***** DATASET

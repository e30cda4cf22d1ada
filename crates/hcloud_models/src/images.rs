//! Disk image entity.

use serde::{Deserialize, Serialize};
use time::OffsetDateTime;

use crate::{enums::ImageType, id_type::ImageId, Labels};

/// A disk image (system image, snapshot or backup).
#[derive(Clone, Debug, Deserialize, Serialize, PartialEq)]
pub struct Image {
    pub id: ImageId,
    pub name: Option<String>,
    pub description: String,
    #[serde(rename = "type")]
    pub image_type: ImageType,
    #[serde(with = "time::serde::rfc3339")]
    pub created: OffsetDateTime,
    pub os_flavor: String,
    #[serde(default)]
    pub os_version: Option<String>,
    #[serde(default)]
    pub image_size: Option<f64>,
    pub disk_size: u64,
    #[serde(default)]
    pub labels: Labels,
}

**********

**INSTRUCTIONS TO FOLLOW:** A word-for-word transcription of the data above is required.

**OUTPUT FOR THIS EXERCISE:**
repository e30cda4cf22d1ada
filename crates/hcloud_models/src/images.rs
//! Disk image entity.

use serde::{Deserialize, Serialize};
use time::OffsetDateTime;

use crate::{enums::ImageType, id_type::ImageId, Labels};

/// A disk image (system image, snapshot or backup).
#[derive(Clone, Debug, Deserialize, Serialize, PartialEq)]
pub struct Image {
    pub id: ImageId,
    pub name: Option<String>,
    pub description: String,
    #[serde(rename = "type")]
    pub image_type: ImageType,
    #[serde(with = "time::serde::rfc3339")]
    pub created: OffsetDateTime,
    pub os_flavor: String,
    #[serde(default)]
    pub os_version: Option<String>,
    #[serde(default)]
    pub image_size: Option<f64>,
    pub disk_size: u64,
    #[serde(default)]
    pub labels: Labels,
}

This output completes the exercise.